Une menace sur les voix dissidentes
Pour Amnesty International, le durcissement des conditions d’accès et de maintien de la nationalité gabonaise ne relève pas d’une simple mise à jour législative. L’organisation y voit une « temporalité médiatique de l’Exécutif » visant à durcir les conditions d’accès à la nationalité. Dans un contexte de tensions croissantes, l’emballement suscité par cette réforme laisse clairement craindre, selon l’ONG, « une régression juridique et une répression généralisée sans précédent des voix dissidentes de la société civile et de la société politique ».
Le document souligne que cette dérive heurte de front les principes fondamentaux de l’État de Droit. En ciblant potentiellement ceux qui contestent la ligne officielle, le nouveau code pourrait devenir le socle d’une traque légalisée contre toute forme de contradiction.
Fidèle à ses impératifs d’indépendance et d’impartialité, Amnesty International rappelle que son combat porte sur la préservation de l’État de Droit et du respect de la « fondamentalité des libertés publiques tels que stipulés dans les traités et conventions auxquels le Gabon est État partie ».
Cette piqûre de rappel juridique place les autorités gabonaises face à leurs engagements internationaux en matière de droits humains.

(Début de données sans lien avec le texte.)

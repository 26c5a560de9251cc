//! Audit trail values.
//!
//! The audit trail is the only external record of who caused which
//! mutation. Records name the *claimed* actor: the sink performs no
//! verification of its own. [`Actor`] makes the difference between an
//! authenticated principal and a bare claimed name visible at the call site,
//! but both persist as the same plain `actor` string.

use std::fmt;
use std::str::FromStr;

use serde::{Deserialize, Serialize};

use crate::error::CoreError;
use crate::right::RightKind;
use crate::types::{AuditId, ObjectId, Principal, PrincipalId};

/// Actor name recorded when no principal is logged in.
pub const ANONYMOUS: &str = "anonymous";

/// Result of a security-relevant decision.
#[derive(Debug, Clone, Copy, PartialEq, Eq, Hash, Serialize, Deserialize)]
#[serde(rename_all = "lowercase")]
pub enum Outcome {
    /// The operation was performed.
    Success,
    /// The operation was not performed (bad input, failed precondition, fault).
    Fail,
    /// Access was refused by a security check.
    Denied,
}

impl Outcome {
    /// Stable lowercase name, as persisted.
    pub const fn as_str(&self) -> &'static str {
        match self {
            Outcome::Success => "success",
            Outcome::Fail => "fail",
            Outcome::Denied => "denied",
        }
    }

    /// `Success` if `ok`, otherwise `Fail`.
    pub const fn from_ok(ok: bool) -> Self {
        if ok {
            Outcome::Success
        } else {
            Outcome::Fail
        }
    }
}

impl fmt::Display for Outcome {
    fn fmt(&self, f: &mut fmt::Formatter<'_>) -> fmt::Result {
        f.write_str(self.as_str())
    }
}

impl FromStr for Outcome {
    type Err = CoreError;

    fn from_str(s: &str) -> Result<Self, Self::Err> {
        match s {
            "success" => Ok(Outcome::Success),
            "fail" => Ok(Outcome::Fail),
            "denied" => Ok(Outcome::Denied),
            other => Err(CoreError::UnknownOutcome(other.to_string())),
        }
    }
}

/// Structured description of what was attempted.
///
/// Persisted as JSON so readers never parse free text.
#[derive(Debug, Clone, PartialEq, Eq, Serialize, Deserialize)]
#[serde(tag = "op", rename_all = "snake_case")]
pub enum AuditAction {
    Register,
    Login,
    Logout,
    CreateObject {
        name: String,
    },
    ListObjects,
    ReadObject {
        object: ObjectId,
    },
    WriteObject {
        object: ObjectId,
    },
    DeleteObject {
        object: ObjectId,
    },
    Grant {
        kind: RightKind,
        object: ObjectId,
        grantee: PrincipalId,
    },
    Take {
        kind: RightKind,
        object: ObjectId,
        target: PrincipalId,
    },
    Check {
        kind: RightKind,
        object: ObjectId,
    },
    ListUsers,
    DeleteUser {
        principal: PrincipalId,
    },
    MakeAdmin {
        principal: PrincipalId,
    },
    /// A command refused before reaching the engine (malformed input).
    Rejected {
        command: String,
        reason: String,
    },
}

impl fmt::Display for AuditAction {
    fn fmt(&self, f: &mut fmt::Formatter<'_>) -> fmt::Result {
        match self {
            AuditAction::Register => f.write_str("register"),
            AuditAction::Login => f.write_str("login"),
            AuditAction::Logout => f.write_str("logout"),
            AuditAction::CreateObject { name } => write!(f, "create object {name}"),
            AuditAction::ListObjects => f.write_str("list objects"),
            AuditAction::ReadObject { object } => write!(f, "read object {object}"),
            AuditAction::WriteObject { object } => write!(f, "write object {object}"),
            AuditAction::DeleteObject { object } => write!(f, "delete object {object}"),
            AuditAction::Grant {
                kind,
                object,
                grantee,
            } => write!(f, "grant {kind} obj {object} to user {grantee}"),
            AuditAction::Take {
                kind,
                object,
                target,
            } => write!(f, "take {kind} obj {object} from user {target}"),
            AuditAction::Check { kind, object } => write!(f, "check {kind} on object {object}"),
            AuditAction::ListUsers => f.write_str("list users"),
            AuditAction::DeleteUser { principal } => write!(f, "delete user {principal}"),
            AuditAction::MakeAdmin { principal } => write!(f, "make admin {principal}"),
            AuditAction::Rejected { command, reason } => write!(f, "{command} rejected: {reason}"),
        }
    }
}

/// Who an audit entry is attributed to.
#[derive(Debug, Clone, PartialEq, Eq)]
pub enum Actor {
    /// A principal that authenticated in this session.
    Authenticated(Principal),
    /// A name asserted by the caller with no authentication context behind it.
    Claimed(String),
}

impl Actor {
    /// The actor used when nobody is logged in.
    pub fn anonymous() -> Self {
        Actor::Claimed(ANONYMOUS.to_string())
    }

    /// A claimed name.
    pub fn claimed(name: impl Into<String>) -> Self {
        Actor::Claimed(name.into())
    }

    /// The name written to the audit trail.
    pub fn name(&self) -> &str {
        match self {
            Actor::Authenticated(p) => &p.username,
            Actor::Claimed(name) => name,
        }
    }
}

impl fmt::Display for Actor {
    fn fmt(&self, f: &mut fmt::Formatter<'_>) -> fmt::Result {
        f.write_str(self.name())
    }
}

/// An audit record before it is appended.
#[derive(Debug, Clone, PartialEq, Eq)]
pub struct AuditEntry {
    pub actor: Actor,
    pub action: AuditAction,
    pub outcome: Outcome,
    pub target_principal: Option<PrincipalId>,
    pub object_name: Option<String>,
}

impl AuditEntry {
    /// Create an entry with no target principal or object name.
    pub fn new(actor: Actor, action: AuditAction, outcome: Outcome) -> Self {
        Self {
            actor,
            action,
            outcome,
            target_principal: None,
            object_name: None,
        }
    }

    /// Attach the principal the action was aimed at.
    pub fn with_target(mut self, target: PrincipalId) -> Self {
        self.target_principal = Some(target);
        self
    }

    /// Attach the object name, if known.
    pub fn with_object_name(mut self, name: Option<String>) -> Self {
        self.object_name = name;
        self
    }
}

/// An appended, immutable audit record.
#[derive(Debug, Clone, PartialEq, Eq, Serialize, Deserialize)]
pub struct AuditRecord {
    pub id: AuditId,
    /// When the record was appended (Unix ms, store clock).
    pub timestamp: i64,
    /// The actor name as supplied by the caller.
    pub actor: String,
    pub action: AuditAction,
    pub outcome: Outcome,
    pub target_principal: Option<PrincipalId>,
    pub object_name: Option<String>,
}

impl AuditRecord {
    /// The record with store-assigned fields (`id`, `timestamp`) stripped.
    ///
    /// Two records with equal attribution compare equal here no matter when
    /// or in which order they were written.
    pub fn attribution(&self) -> (&str, &AuditAction, Outcome, Option<PrincipalId>, Option<&str>) {
        (
            &self.actor,
            &self.action,
            self.outcome,
            self.target_principal,
            self.object_name.as_deref(),
        )
    }
}

#[cfg(test)]
mod tests {
    use super::*;

    #[test]
    fn test_outcome_roundtrip_names() {
        for o in [Outcome::Success, Outcome::Fail, Outcome::Denied] {
            assert_eq!(o.as_str().parse::<Outcome>().unwrap(), o);
        }
        assert!("maybe".parse::<Outcome>().is_err());
    }

    #[test]
    fn test_actor_names_are_indistinguishable() {
        let authenticated = Actor::Authenticated(Principal {
            id: PrincipalId(1),
            username: "user1".into(),
            is_admin: true,
        });
        let claimed = Actor::claimed("user1");

        assert_ne!(authenticated, claimed);
        assert_eq!(authenticated.name(), claimed.name());
        assert_eq!(Actor::anonymous().name(), ANONYMOUS);
    }

    #[test]
    fn test_action_json_is_tagged() {
        let action = AuditAction::Grant {
            kind: RightKind::Read,
            object: ObjectId(1),
            grantee: PrincipalId(3),
        };
        let json = serde_json::to_string(&action).unwrap();
        assert_eq!(json, r#"{"op":"grant","kind":"read","object":1,"grantee":3}"#);
        let back: AuditAction = serde_json::from_str(&json).unwrap();
        assert_eq!(back, action);
    }

    #[test]
    fn test_action_display() {
        let action = AuditAction::Take {
            kind: RightKind::Write,
            object: ObjectId(1),
            target: PrincipalId(1),
        };
        assert_eq!(action.to_string(), "take write obj 1 from user 1");
    }

    #[test]
    fn test_entry_builder() {
        let entry = AuditEntry::new(Actor::claimed("u"), AuditAction::ListObjects, Outcome::Success)
            .with_target(PrincipalId(4))
            .with_object_name(Some("file1".into()));
        assert_eq!(entry.target_principal, Some(PrincipalId(4)));
        assert_eq!(entry.object_name.as_deref(), Some("file1"));
    }
}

L’attention se cristallise désormais sur l’étape législative à venir. L’organisation prévient qu’elle restera « attentive quant à l’examen à venir de ce texte au Parlement avant adoption définitive ». Ce regard extérieur pèse d’un poids particulier sur les députés et sénateurs, qui devront choisir entre la ratification d’une ordonnance controversée et le respect des standards internationaux de protection des citoyens.
Une pression croissante sur l’Exécutif
Cette prise de position d’Amnesty International France, signée par son Référent pour l’Afrique centrale et le Nigéria, renforce la dynamique de contestation portée par des structures comme l’association Gab’Action. En qualifiant la situation de risque de « répression généralisée », l’ONG internationale valide les craintes d’une partie de l’opinion gabonaise qui voit dans ce code une rupture du contrat social.
Le Palais de la Rénovation se retrouve ainsi sous le feu croisé d’une opposition politique interne galvanisée et d’organisations internationales prêtes à documenter chaque dérive. Le débat parlementaire, loin d’être une simple formalité, s’annonce désormais comme un test de crédibilité pour la démocratie gabonaise.